Thursday 29 May 2014

Competition watchdog slaps firms with record $9.3m penalty

By Grace Leong, The Straits Times, 28 May 2014

FOUR Japanese ball bearing manufacturing firms and their Singapore subsidiaries have been hit with a record penalty of $9.3 million for engaging in cartel activities to fix prices.

The Japanese companies, which are listed on the Tokyo Stock Exchange, and their local units engaged in anti-competitive agreements and unlawful exchange of information to fix prices of ball and roller bearings sold to aftermarket customers here, which use bearings for repair and maintenance purposes, the Competition Commission of Singapore (CCS) said yesterday.

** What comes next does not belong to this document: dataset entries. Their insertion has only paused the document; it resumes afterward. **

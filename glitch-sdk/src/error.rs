//! Error types for the SDK.

use thiserror::Error;

/// Result type for SDK operations.
pub type SdkResult<T> = Result<T, SdkError>;

/// Errors that can occur while building or delivering a payload.
#[derive(Debug, Error)]
pub enum SdkError {
    /// The HTTP client could not be constructed.
    #[error("failed to initialize HTTP client: {0}")]
    ClientInit(String),

    /// The request never produced a response (DNS, connect, TLS, timeout)
    /// or the response body could not be read.
    #[error("transport error: {0}")]
    Transport(String),

    /// The server answered with a non-success status.
    ///
    /// Only produced by [`ApiResponse::error_for_status`](crate::ApiResponse::error_for_status).
    #[error("HTTP {status}: {body}")]
    Status { status: u16, body: String },

    /// Invalid client configuration.
    #[error("invalid configuration: {0}")]
    Config(String),

    /// Payload serialization error.
    #[error("serialization error: {0}")]
    Serialization(#[from] serde_json::Error),
}

impl SdkError {
    /// Returns true if the request failed before any response arrived.
    #[must_use]
    pub fn is_transport(&self) -> bool {
        matches!(self, SdkError::Transport(_) | SdkError::ClientInit(_))
    }

    /// Returns the HTTP status for [`SdkError::Status`].
    #[must_use]
    pub fn status(&self) -> Option<u16> {
        match self {
            SdkError::Status { status, .. } => Some(*status),
            _ => None,
        }
    }
}

impl From<reqwest::Error> for SdkError {
    fn from(err: reqwest::Error) -> Self {
        SdkError::Transport(error_chain(&err))
    }
}

/// Joins an error and its sources, since reqwest keeps the useful part
/// ("connection refused", "dns error") in the source chain.
fn error_chain(err: &dyn std::error::Error) -> String {
    let mut message = err.to_string();
    let mut source = err.source();
    while let Some(cause) = source {
        message.push_str(": ");
        message.push_str(&cause.to_string());
        source = cause.source();
    }
    message
}
//! System fingerprint collection.
//!
//! Queries the local machine for the signals that fill a
//! [`FingerprintComponents`]: OS, CPU, memory, display, locale, timezone and
//! desktop client hints.
//!
//! # Contract
//!
//! - **Best effort**: every query is independent; whatever cannot be
//!   determined is left at its default.
//! - **Infallible**: nothing here returns an error or panics. A failed read of
//!   `/proc`, a missing command or an unsupported platform all degrade to
//!   "field absent".
//! - **Local only**: no network access.
//!
//! Platform differences live behind the [`SystemProbe`] trait. [`HostProbe`]
//! is the implementation for the current build target.

mod environment;
mod host;
mod probe;

pub use environment::{timezone_from_zoneinfo_path, Locale};
pub use host::{client_hint_architecture, normalize_resolution, os_bitness, HostProbe};
pub use probe::{SystemProbe, DEFAULT_DEVICE_TYPE, DEFAULT_LANGUAGE};

use glitch_types::{FingerprintComponents, KeyboardLayout};

/// Collects a fingerprint for the current machine.
///
/// The keyboard layout is not included; add it with
/// [`generate_keyboard_layout`] when the game wants it reported.
#[must_use]
pub fn collect_system_fingerprint() -> FingerprintComponents {
    HostProbe::new().collect()
}

/// Maps every canonical key code to the character it produces under the
/// active layout, falling back to US-QWERTY where the platform cannot tell.
#[must_use]
pub fn generate_keyboard_layout() -> KeyboardLayout {
    HostProbe::new().generate_keyboard_layout()
}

CCS chief executive Toh Han Li, at a briefing yesterday, said: "Our Competition Act does have extra-territorial reach in so far as the conduct impacts on the Singapore economy and Singapore businesses. So companies that engage in anti-competitive conduct overseas, like in this case, can be investigated under Singapore law.

"This is also the first time we (have) issued a decision against a manufacturing cartel. All previous decisions involved services (cartels)."

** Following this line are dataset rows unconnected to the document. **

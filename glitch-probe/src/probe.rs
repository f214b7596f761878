//! The platform-neutral probe interface.

use crate::environment::Locale;
use glitch_types::{qwerty_layout, FingerprintComponents, KeyboardLayout};
use tracing::trace;

/// Device type reported when the probe cannot tell.
pub const DEFAULT_DEVICE_TYPE: &str = "desktop";

/// Language reported when no locale can be read.
pub const DEFAULT_LANGUAGE: &str = "en-US";

/// A source of local system facts.
///
/// Every query returns `None` (or an empty value) when the platform cannot
/// answer it, and all queries default to that, so a variant only overrides
/// what it knows. [`SystemProbe::collect`] assembles the results into a
/// fingerprint and never fails.
pub trait SystemProbe {
    fn os_name(&self) -> Option<String> {
        None
    }

    fn os_version(&self) -> Option<String> {
        None
    }

    fn device_type(&self) -> Option<String> {
        None
    }

    fn cpu_model(&self) -> Option<String> {
        None
    }

    fn cpu_cores(&self) -> Option<u32> {
        None
    }

    fn memory_mb(&self) -> Option<u32> {
        None
    }

    /// Primary display resolution as "WxH".
    fn display_resolution(&self) -> Option<String> {
        None
    }

    fn form_factors(&self) -> Vec<String> {
        Vec::new()
    }

    /// Client-hint architecture ("x86", "arm", ...).
    fn architecture(&self) -> Option<String> {
        None
    }

    fn bitness(&self) -> Option<String> {
        None
    }

    /// Client-hint platform version. Defaults to the OS version.
    fn platform_version(&self) -> Option<String> {
        self.os_version()
    }

    fn is_wow64(&self) -> bool {
        false
    }

    fn locale(&self) -> Option<Locale> {
        None
    }

    fn timezone(&self) -> Option<String> {
        None
    }

    /// The active layout over the canonical key set, if the platform exposes one.
    fn keyboard_layout(&self) -> Option<KeyboardLayout> {
        None
    }

    /// Assembles a fingerprint from every query this probe answers.
    ///
    /// Blank answers are treated as absent. `device_type` and `language`
    /// fall back to [`DEFAULT_DEVICE_TYPE`] and [`DEFAULT_LANGUAGE`].
    fn collect(&self) -> FingerprintComponents {
        let locale = self.locale();

        FingerprintComponents {
            device_type: non_blank(self.device_type())
                .unwrap_or_else(|| DEFAULT_DEVICE_TYPE.to_string()),
            os_name: field("os_name", self.os_name()),
            os_version: field("os_version", self.os_version()),
            display_resolution: field("display_resolution", self.display_resolution()),
            cpu_model: field("cpu_model", self.cpu_model()),
            cpu_cores: self.cpu_cores().unwrap_or_default(),
            memory_mb: self.memory_mb().unwrap_or_default(),
            language: locale
                .as_ref()
                .map(Locale::language_tag)
                .unwrap_or_else(|| DEFAULT_LANGUAGE.to_string()),
            region: field("region", locale.and_then(|l| l.region)),
            timezone: field("timezone", self.timezone()),
            form_factors: self
                .form_factors()
                .into_iter()
                .filter(|f| !f.trim().is_empty())
                .collect(),
            architecture: field("architecture", self.architecture()),
            bitness: field("bitness", self.bitness()),
            platform_version: field("platform_version", self.platform_version()),
            is_wow64: self.is_wow64(),
            ..FingerprintComponents::default()
        }
    }

    /// Returns the active keyboard layout, or US-QWERTY for every canonical
    /// key when the platform offers nothing.
    fn generate_keyboard_layout(&self) -> KeyboardLayout {
        match self.keyboard_layout() {
            Some(layout) if !layout.is_empty() => layout,
            _ => {
                trace!("no keyboard layout source, using QWERTY fallback");
                qwerty_layout()
            }
        }
    }
}

fn non_blank(value: Option<String>) -> Option<String> {
    value
        .map(|v| v.trim().to_string())
        .filter(|v| !v.is_empty())
}

fn field(name: &str, value: Option<String>) -> String {
    match non_blank(value) {
        Some(v) => v,
        None => {
            trace!(field = name, "fingerprint field unavailable");
            String::new()
        }
    }
}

Mr Toh added that the cartel was a "secretive and sophisticated" one, where the participants "engaged in covert conduct, including referring to each participant by codenames, unlike previous CCS price-fixing cartels".

The four Japanese firms and their units are: JTEKT Corp and its unit Koyo Singapore Bearing; NSK and NSK Singapore; NTN Corp and NTN Bearing-Singapore; and Nachi-Fujikoshi Corp and Nachi Singapore. Separately, the Japan Free Trade Commission has imposed $160 million in fines against the four Japanese firms for price fixing and unlawful exchange of information, while the Australian Competition and Consumer Commission has imposed A$5 million (S$5.8 million) in fines against two of them.

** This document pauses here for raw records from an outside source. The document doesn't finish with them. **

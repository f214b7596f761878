//! Install requests.

use crate::fingerprint::FingerprintComponents;
use serde::{Deserialize, Serialize};

/// An install record enriched with a device fingerprint.
#[derive(Debug, Clone, Default, PartialEq, Serialize, Deserialize)]
#[serde(default)]
pub struct FingerprintInstall {
    /// Persistent per-user/device identifier chosen by the game.
    pub user_install_id: String,
    /// Distribution platform: "steam", "apple", "android", ...
    pub platform: String,
    pub fingerprint: FingerprintComponents,
    /// Game build version (empty = omitted).
    pub game_version: String,
    /// Campaign or referrer the install came from (empty = omitted).
    pub referral_source: String,
}

impl FingerprintInstall {
    #[must_use]
    pub fn new(
        user_install_id: impl Into<String>,
        platform: impl Into<String>,
        fingerprint: FingerprintComponents,
    ) -> Self {
        Self {
            user_install_id: user_install_id.into(),
            platform: platform.into(),
            fingerprint,
            ..Self::default()
        }
    }

    #[must_use]
    pub fn with_game_version(mut self, game_version: impl Into<String>) -> Self {
        self.game_version = game_version.into();
        self
    }

    #[must_use]
    pub fn with_referral_source(mut self, referral_source: impl Into<String>) -> Self {
        self.referral_source = referral_source.into();
        self
    }
}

CCS began investigations here in December 2011 after one of the parties filed an application for immunity under the CCS Leniency programme, an initiative that gives cartel members an incentive to come clean. Its probe found the parties, who were competitors, held meetings in Japan and Singapore where they exchanged information and agreed on prices of bearings sold to aftermarket customers here to maintain market share and protect profits.

CCS said the parties had "set an agreed price list and made a minimum price agreement for Singapore, agreed on relevant exchange rates to be applied to derive the minimum prices for Singapore, and when the price of steel began to increase, the parties agreed on percentage price increases and exchanged information on percentage price increases to be applied to aftermarket customers in Singapore".

They have two months to pay the penalties or file an appeal with the Competition Appeal Board.